Syncronizzazione tramite tunnel RPC over HTTPS
Syncronizzazione con Outlook
L'espressione chiamata di procedura remota (RPC, o Remote Procedure Call) si riferisce all'attivazione di una "procedura" o subroutine da parte di un programma (nel nostro caso Outlook), nel caso in cui tale subroutine venga attivata su un computer diverso da quello sul quale il programma stesso viene eseguito. In altre parole, l'RPC consente a un programma di eseguire subroutine "a distanza" su computer "remoti" (accessibili però attraverso una rete). Essenziale al concetto di RPC è anche l'idea di trasparenza: la chiamata di procedura remota deve essere infatti eseguita in modo il più possibile analogo a quello della tradizionale chiamata di procedura "locale"; i dettagli della comunicazione su rete devono essere quindi "nascosti" (resi trasparenti) all'utilizzatore del meccanismo.
HTTPS non è un protocollo a parte ma si occupa di combinare l'interazione del protocollo HTTP attraverso un meccanismo di crittografia di tipo Secure Sockets Layer (SSL) o Transport Layer Security (TLS). Questa tecnica assicura una buona protezione contro attacchi del tipo man in the middle.
La porta di default per un accesso di tipo https:// è la porta 443 (mentre per il protocollo http:// si utilizza di default la porta 80).

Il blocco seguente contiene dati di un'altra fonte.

// SPDX-License-Identifier: BUSL-1.1
// Copyright (c) 2026 Alfred Jean LLC

use std::io::{Read, Write};
use std::net::TcpListener;

use super::*;

fn serve_bytes(body: &'static [u8]) -> String {
    let listener = TcpListener::bind("127.0.0.1:0").unwrap();
    let addr = listener.local_addr().unwrap();
    std::thread::spawn(move || {
        for stream in listener.incoming() {
            let Ok(mut stream) = stream else { break };
            let mut buf = [0u8; 1024];
            let _ = stream.read(&mut buf);
            let header = format!(
                "HTTP/1.1 200 OK\r\ncontent-length: {}\r\nconnection: close\r\n\r\n",
                body.len()
            );
            let _ = stream.write_all(header.as_bytes());
            let _ = stream.write_all(body);
        }
    });
    format!("http://{addr}/assets/opencode-linux-x64")
}

fn target(asset: Option<&str>, url: Option<&str>, sha: Option<&str>) -> TargetAsset {
    TargetAsset {
        asset: asset.map(String::from),
        url: url.map(String::from),
        sha256: sha.map(String::from),
        size: None,
    }
}

#[test]
fn absolute_url_wins_over_asset() {
    let t = target(Some("opencode-linux-x64"), Some("https://cdn.example/x"), None);
    assert_eq!(asset_url("https://base.example", "opencode", &t).unwrap(), "https://cdn.example/x");
}

#[test]
fn relative_asset_joins_base_url() {
    let t = target(Some("opencode-linux-x64"), None, None);
    assert_eq!(
        asset_url("https://base.example/", "opencode", &t).unwrap(),
        "https://base.example/opencode-linux-x64"
    );
}

#[test]
fn neither_url_nor_asset_is_none() {
    assert!(asset_url("https://base.example", "opencode", &target(None, None, None)).is_none());
}

#[test]
fn cache_check_requires_matching_digest() {
    let dir = tempfile::tempdir().unwrap();
    let dest = dir.path().join("asset");
    assert!(!cached(&dest, None).unwrap());

    std::fs::write(&dest, b"abc").unwrap();
    assert!(cached(&dest, None).unwrap());
    assert!(cached(
        &dest,
        Some("ba7816bf8f01cfea414140de5dae2223b00361a396177a9cb410ff61f20015ad")
    )
    .unwrap());
    assert!(!cached(&dest, Some("deadbeef")).unwrap());
}

#[tokio::test]
async fn download_verifies_digest_and_renames_into_place() {
    let url = serve_bytes(b"abc");
    let client = http_client();
    let dir = tempfile::tempdir().unwrap();
    let dest = dir.path().join("1.2.3/linux-x64/opencode-linux-x64");

    download(
        &client,
        &url,
        &dest,
        Some("ba7816bf8f01cfea414140de5dae2223b00361a396177a9cb410ff61f20015ad"),
        "opencode",
    )
    .await
    .unwrap();

    assert_eq!(std::fs::read(&dest).unwrap(), b"abc");
    // No temp droppings left behind.
    let entries: Vec<_> = std::fs::read_dir(dest.parent().unwrap()).unwrap().collect();
    assert_eq!(entries.len(), 1);
}

#[tokio::test]
async fn download_rejects_digest_mismatch() {
    let url = serve_bytes(b"tampered");
    let client = http_client();
    let dir = tempfile::tempdir().unwrap();
    let dest = dir.path().join("asset");

    let err = download(&client, &url, &dest, Some("00ff"), "opencode").await.unwrap_err();
    assert!(matches!(err, ResolveError::HashMismatch { .. }));
    assert!(!dest.exists());
}

#[cfg(unix)]
#[tokio::test]
async fn downloaded_files_are_executable() {
    use std::os::unix::fs::PermissionsExt;

    let url = serve_bytes(b"#!/bin/sh\n");
    let client = http_client();
    let dir = tempfile::tempdir().unwrap();
    let dest = dir.path().join("bin");

    download(&client, &url, &dest, None, "opencode").await.unwrap();
    let mode = std::fs::metadata(&dest).unwrap().permissions().mode();
    assert_eq!(mode & 0o111, 0o111);
}
// SPDX-License-Identifier: BUSL-1.1
// Copyright (c) 2026 Alfred Jean LLC

use chrono::Utc;
use openwork_core::{PersistedState, ServiceRecord};

use super::*;

fn record(pid: u32) -> ServiceRecord {
    ServiceRecord {
        pid,
        port: 7483,
        base_url: "http://127.0.0.1:7483".to_string(),
        started_at: Utc::now(),
    }
}

#[test]
fn alive_and_answering_is_fresh() {
    assert!(service_is_fresh(Liveness { pid_alive: true, health_ok: true }));
}

#[test]
fn alive_but_silent_is_stale() {
    // A pid can be recycled by an unrelated process; only a health answer
    // makes the record authoritative.
    assert!(!service_is_fresh(Liveness { pid_alive: true, health_ok: false }));
    assert!(!service_is_fresh(Liveness { pid_alive: false, health_ok: true }));
    assert!(!service_is_fresh(Liveness::DEAD));
}

#[test]
fn stale_records_are_cleared() {
    let mut state = PersistedState::default();
    state.daemon = Some(record(100));
    state.engine = Some(record(101));

    let changed = clear_stale_services(&mut state, Some(Liveness::DEAD), None);
    assert!(changed);
    assert!(state.daemon.is_none());
    assert!(state.engine.is_none());
}

#[test]
fn fresh_records_survive() {
    let fresh = Liveness { pid_alive: true, health_ok: true };
    let mut state = PersistedState::default();
    state.daemon = Some(record(100));
    state.engine = Some(record(101));

    let changed = clear_stale_services(&mut state, Some(fresh), Some(fresh));
    assert!(!changed);
    assert!(state.daemon.is_some());
    assert!(state.engine.is_some());
}

#[test]
fn absent_records_do_not_mark_change() {
    let mut state = PersistedState::default();
    assert!(!clear_stale_services(&mut state, None, None));
}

Per impostare un web server in modo che accetti connessioni di tipo https, l'amministratore deve creare un certificato digitale ovvero un documento elettronico che associa l'identità di una persona ad una chiave pubblica. Questi certificati possono essere creati dai server basati su UNIX con l'ausilio di tools come ssl-ca di OpenSSL oppure usando gensslcert di SuSE. Questi certificati devono essere rilasciati da un certificate authority o comunque da un sistema che accerta la validità dello stesso in modo da definire la vera identità del possessore (i browser web sono creati in modo da poter verificare la loro validità).
In particolari situazioni (come per esempio nel caso di aziende con una rete intranet privata) è possibile avere un proprio certificato digitale che si può rilasciare ai propri utenti.

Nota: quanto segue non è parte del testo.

// SPDX-License-Identifier: BUSL-1.1
// Copyright (c) 2026 Alfred Jean LLC

//! One engine per daemon.
//!
//! `ensure_engine` is the only gate to the engine: it reuses the persisted
//! record when the recorded pid is alive and answering, and otherwise
//! spawns a fresh engine against the active local workspace. A tokio mutex
//! makes the whole check-spawn-gate sequence single-flight, so a burst of
//! requests against a cold daemon collapses to one spawn.

use std::path::{Path, PathBuf};
use std::process::Stdio;
use std::sync::Arc;

use async_trait::async_trait;
use chrono::Utc;
use openwork_core::state::BinaryProvenance;
use openwork_core::{
    BinaryRecord, Diagnostics, PersistedState, ServiceRecord, SidecarRecord, Workspace,
};
use openwork_resolver::{Resolver, ResolverConfig, ENGINE_BIN};
use openwork_storage::{StateStore, STALE_PROBE_TIMEOUT};
use openwork_supervisor::child::pump_lines;
use openwork_supervisor::health::{probe_ok, wait_for_healthy, DEFAULT_POLL, DEFAULT_TIMEOUT};
use openwork_supervisor::{port, process, RUN_ID_ENV};
use parking_lot::Mutex;
use tokio::process::Command;
use tracing::{debug, info};

use crate::DaemonError;

/// Spawns engine processes. Abstracted so the single-flight and reuse
/// rules are testable without a real engine binary.
#[async_trait]
pub trait EngineLauncher: Send + Sync {
    /// Start an engine for `workspace` listening on `port`; returns its pid.
    async fn spawn(&self, workspace: &Workspace, port: u16) -> Result<u32, DaemonError>;
}

/// Production launcher: resolves the engine binary and spawns
/// `opencode serve`.
pub struct ProcessLauncher {
    resolver: ResolverConfig,
    hostname: String,
    cors: Vec<String>,
    auth: Option<String>,
    run_id: String,
    diagnostics: Arc<Mutex<Diagnostics>>,
}

impl ProcessLauncher {
    pub fn new(
        resolver: ResolverConfig,
        hostname: String,
        cors: Vec<String>,
        auth: Option<String>,
        run_id: String,
        diagnostics: Arc<Mutex<Diagnostics>>,
    ) -> Self {
        Self { resolver, hostname, cors, auth, run_id, diagnostics }
    }
}

#[async_trait]
impl EngineLauncher for ProcessLauncher {
    async fn spawn(&self, workspace: &Workspace, port: u16) -> Result<u32, DaemonError> {
        let resolved = Resolver::new(self.resolver.clone()).resolve(ENGINE_BIN).await?;
        info!(component = "engine",
            path = %resolved.path.display(),
            version = resolved.actual_version.as_deref().unwrap_or("unknown"),
            "spawning engine");
        {
            let mut diagnostics = self.diagnostics.lock();
            diagnostics.binaries.insert(
                ENGINE_BIN.to_string(),
                BinaryRecord {
                    path: resolved.path.display().to_string(),
                    source: resolved.source,
                    expected_version: resolved.expected_version.clone(),
                    actual_version: resolved.actual_version.clone(),
                },
            );
            diagnostics.sidecar = Some(SidecarRecord {
                source: Some(provenance_str(resolved.source).to_string()),
                version: resolved.actual_version.clone(),
                base_url: Some(self.resolver.base_url.clone()),
            });
        }

        let mut cmd = Command::new(&resolved.path);
        cmd.arg("serve")
            .arg("--hostname")
            .arg(&self.hostname)
            .arg("--port")
            .arg(port.to_string())
            .current_dir(&workspace.path)
            .env(RUN_ID_ENV, &self.run_id)
            .stdin(Stdio::null())
            .stdout(Stdio::piped())
            .stderr(Stdio::piped())
            // The engine outlives daemon restarts; never tie it to this handle.
            .kill_on_drop(false);
        for origin in &self.cors {
            cmd.arg("--cors").arg(origin);
        }
        if let Some(auth) = &self.auth {
            cmd.env("OPENCODE_AUTH", auth);
        }

        let mut child = cmd
            .spawn()
            .map_err(|e| DaemonError::EngineSpawn(format!("{}: {e}", resolved.path.display())))?;
        let pid = child.id().unwrap_or_default();

        if let Some(stdout) = child.stdout.take() {
            tokio::spawn(pump_lines(stdout, "engine".to_string(), false, false));
        }
        if let Some(stderr) = child.stderr.take() {
            tokio::spawn(pump_lines(stderr, "engine".to_string(), true, false));
        }
        // Reap if it dies while this daemon is alive; the record's health
        // probe handles the case where it dies after we are gone.
        tokio::spawn(async move {
            let _ = child.wait().await;
        });

        Ok(pid)
    }
}

/// Owns the ensure-engine critical section.
pub struct EngineManager {
    launcher: Arc<dyn EngineLauncher>,
    client: reqwest::Client,
    ensure_flight: tokio::sync::Mutex<()>,
    engine_host: String,
    preferred_port: u16,
}

impl EngineManager {
    pub fn new(launcher: Arc<dyn EngineLauncher>, engine_host: String, preferred_port: u16) -> Self {
        Self {
            launcher,
            client: reqwest::Client::new(),
            ensure_flight: tokio::sync::Mutex::new(()),
            engine_host,
            preferred_port,
        }
    }

    /// Reuse the live engine or spawn one; single-flight under a burst.
    ///
    /// The persisted record is written only after the engine's `/health`
    /// has answered.
    pub async fn ensure_engine(
        &self,
        data_dir: &Path,
        store: &StateStore,
        state: &Mutex<PersistedState>,
    ) -> Result<ServiceRecord, DaemonError> {
        let _flight = self.ensure_flight.lock().await;

        let existing_engine = state.lock().engine.clone();
        if let Some(record) = existing_engine {
            if process::process_alive(record.pid)
                && probe_ok(
                    &self.client,
                    &format!("{}/health", record.base_url),
                    STALE_PROBE_TIMEOUT,
                )
                .await
            {
                debug!(component = "engine", pid = record.pid, "reusing live engine");
                return Ok(record);
            }
            debug!(component = "engine", pid = record.pid, "persisted engine is stale");
        }

        let workspace = state
            .lock()
            .active_workspace()
            .filter(|ws| ws.is_local())
            .cloned()
            .ok_or(DaemonError::NoActiveWorkspace)?;
        seed_engine_config(data_dir, &workspace)?;

        let port = port::allocate(&self.engine_host, self.preferred_port)?;
        let pid = self.launcher.spawn(&workspace, port).await?;
        let base_url = format!("http://{}:{}", self.engine_host, port);
        wait_for_healthy(&self.client, &format!("{base_url}/health"), DEFAULT_TIMEOUT, DEFAULT_POLL)
            .await?;

        let record = ServiceRecord { pid, port, base_url, started_at: Utc::now() };
        {
            let mut guard = state.lock();
            guard.engine = Some(record.clone());
            store.save(&guard)?;
        }
        info!(component = "engine", pid, port, workspace = workspace.id.as_str(),
            "engine is healthy");
        Ok(record)
    }

    pub fn client(&self) -> &reqwest::Client {
        &self.client
    }
}

fn provenance_str(source: BinaryProvenance) -> &'static str {
    match source {
        BinaryProvenance::Bundled => "bundled",
        BinaryProvenance::Downloaded => "downloaded",
        BinaryProvenance::External => "external",
    }
}

/// Ensure the per-workspace engine config directory exists and carries a
/// seed config the engine can start from.
pub fn seed_engine_config(data_dir: &Path, workspace: &Workspace) -> Result<PathBuf, DaemonError> {
    let dir = data_dir.join("engine-config").join(&workspace.id);
    std::fs::create_dir_all(&dir)?;
    let config_path = dir.join("opencode.json");
    if !config_path.exists() {
        let seed = serde_json::json!({
            "workspace": workspace.path,
        });
        std::fs::write(&config_path, serde_json::to_string_pretty(&seed).unwrap_or_default())?;
    }
    Ok(dir)
}

#[cfg(test)]
#[path = "engine_tests.rs"]
mod tests;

Questa tecnologia quindi può essere usata anche per permettere un accesso limitato ad un web server. L'amministratore spesso crea dei certificati per ogni utente che vengono caricati nei loro browser contententi informazioni come il relativo nome e indirizzo e-mail in modo tale da permettere al server di riconoscere l'utente nel momento in cui quest'ultimo tenti di riconnettersi senza immettere nome utente e/o password.
ActiveSync di Microsoft
Syncronizzazione con outlook mobile (per Windows Mobile 5.0 - 6.0)

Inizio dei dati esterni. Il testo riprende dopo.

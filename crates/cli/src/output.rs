// SPDX-License-Identifier: BUSL-1.1
// Copyright (c) 2026 Alfred Jean LLC

//! Output formatting for CLI commands.

use clap::ValueEnum;
use serde::Serialize;

#[derive(Clone, Copy, Debug, Default, PartialEq, ValueEnum)]
pub enum OutputFormat {
    #[default]
    Text,
    Json,
}

/// Print `obj` as pretty JSON in json mode, otherwise run the text
/// printer.
pub fn format_or_json<T: Serialize>(
    format: OutputFormat,
    obj: &T,
    text: impl FnOnce(),
) -> anyhow::Result<()> {
    match format {
        OutputFormat::Json => {
            println!("{}", serde_json::to_string_pretty(obj)?);
            Ok(())
        }
        OutputFormat::Text => {
            text();
            Ok(())
        }
    }
}

/// Format a timestamp as relative age (e.g. "5s", "2m", "1h", "3d").
pub fn format_age(from: chrono::DateTime<chrono::Utc>) -> String {
    let secs = (chrono::Utc::now() - from).num_seconds().max(0) as u64;
    if secs >= 86_400 {
        format!("{}d", secs / 86_400)
    } else if secs >= 3_600 {
        format!("{}h", secs / 3_600)
    } else if secs >= 60 {
        format!("{}m", secs / 60)
    } else {
        format!("{secs}s")
    }
}

#[cfg(test)]
#[path = "output_tests.rs"]
mod tests;
// SPDX-License-Identifier: BUSL-1.1
// Copyright (c) 2026 Alfred Jean LLC

//! OpenWork orchestrator CLI.
//!
//! Fronts the engine (`opencode`) and app server (`openwork-server`):
//! resolves version-matched binaries, supervises them as a foreground run
//! or routes workspaces through the long-lived daemon, optionally inside
//! a container sandbox.

// Allow panic!/unwrap/expect in test code
#![cfg_attr(test, allow(clippy::panic))]
#![cfg_attr(test, allow(clippy::unwrap_used))]
#![cfg_attr(test, allow(clippy::expect_used))]

mod client;
mod commands;
mod config;
mod daemon_process;
mod exit_error;
mod output;

use clap::{Parser, Subcommand};
use openwork_supervisor::logfmt;

use crate::config::{GlobalArgs, RunConfig};
use crate::exit_error::ExitError;

#[derive(Parser)]
#[command(
    name = "openwork",
    version,
    about = "Supervises the opencode engine and openwork app server"
)]
struct Cli {
    #[command(flatten)]
    globals: GlobalArgs,

    #[command(subcommand)]
    command: Command,
}

#[derive(Subcommand)]
enum Command {
    /// Start the engine + app-server pair in the foreground
    Start(commands::start::StartArgs),
    /// Like start, with the terminal UI disabled
    Serve(commands::start::StartArgs),
    /// Router daemon management
    Daemon(commands::daemon::DaemonArgs),
    /// Workspace management
    Workspace(commands::workspace::WorkspaceArgs),
    /// Engine instance management
    Instance(commands::instance::InstanceArgs),
    /// Pending approvals (served by the app server)
    Approvals(commands::approvals::ApprovalsArgs),
    /// Orchestrator status
    Status,
}

#[tokio::main]
async fn main() {
    let cli = match Cli::try_parse() {
        Ok(cli) => cli,
        Err(e) => {
            use clap::error::ErrorKind;
            let code = match e.kind() {
                ErrorKind::DisplayHelp | ErrorKind::DisplayVersion => 0,
                _ => 1,
            };
            let _ = e.print();
            std::process::exit(code);
        }
    };

    let cfg = match RunConfig::from_args(&cli.globals) {
        Ok(cfg) => cfg,
        Err(e) => {
            eprintln!("error: {e:#}");
            std::process::exit(1);
        }
    };

    // `daemon run` owns its own (file) logging; everything else logs to
    // stdout in the configured format.
    let is_daemon_run = matches!(
        &cli.command,
        Command::Daemon(args) if matches!(args.command, commands::daemon::DaemonCommand::Run)
    );
    if !is_daemon_run {
        logfmt::init(&cfg.log_options());
    }

    match dispatch(cli.command, &cfg).await {
        Ok(code) => std::process::exit(code),
        Err(e) => {
            let code = e.downcast_ref::<ExitError>().map(|x| x.code).unwrap_or(1);
            if cfg.json {
                eprintln!("{}", serde_json::json!({ "error": format!("{e:#}") }));
            } else {
                eprintln!("error: {e:#}");
            }
            std::process::exit(code);
        }
    }
}

async fn dispatch(command: Command, cfg: &RunConfig) -> anyhow::Result<i32> {
    match command {
        Command::Start(args) => commands::start::start(cfg, &args).await,
        Command::Serve(args) => {
            // The TUI is a desktop-shell concern; serve is start without it.
            commands::start::start(cfg, &args).await
        }
        Command::Daemon(args) => commands::daemon::handle(cfg, args).await,
        Command::Workspace(args) => commands::workspace::handle(cfg, args).await,
        Command::Instance(args) => commands::instance::handle(cfg, args).await,
        Command::Approvals(args) => commands::approvals::handle(cfg, args).await,
        Command::Status => commands::status::handle(cfg).await,
    }
}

Oltre a mantenere aggiornate le agende telefoniche (o del palmare Windows Mobile) e del computer, con ActiveSync 4.2 è possibile anche trasferire documenti, immagini, file audio, file video e applicazioni da e verso lo smartphone o il palmare. È poi possibile effettuare sincronizzazioni direttamente con Microsoft Exchange Server 2003 in modo da mantenere aggiornati i dati dell'agenda, le e-mail e gli impegni anche quando non si ha accesso al computer.
Microsoft Exchange ActiveSync nasce dalla collaborazione di Microsoft e Palm® per fornire una sincronizzazione wireless over-the-air di posta elettronica e calendario direttamente tra Exchange Server 2003 e smartphone senza intermediari. Integrato nei nuovi smartphone , Exchange ActiveSync consente l'interoperabilità di questi prodotti leader del settore, senza alcun middleware di connessione, offrendo una soluzione accessibile e facile da gestire per l'attività strategica di ogni azienda, ossia la comunicazione.
Ottimo per le aziende
Il personale può comunicare più velocemente grazie all'accesso wireless a posta elettronica e calendario. In questo modo, si riduce anche l'attesa dei propri interlocutori. È possibile garantire ai dipendenti libertà di movimento e una maggiore soddisfazione, consentendo loro di abbandonare i laptop senza perdere la possibilità di essere sempre aggiornati e contribuire in modo rapido e pratico al flusso dei dati aziendali.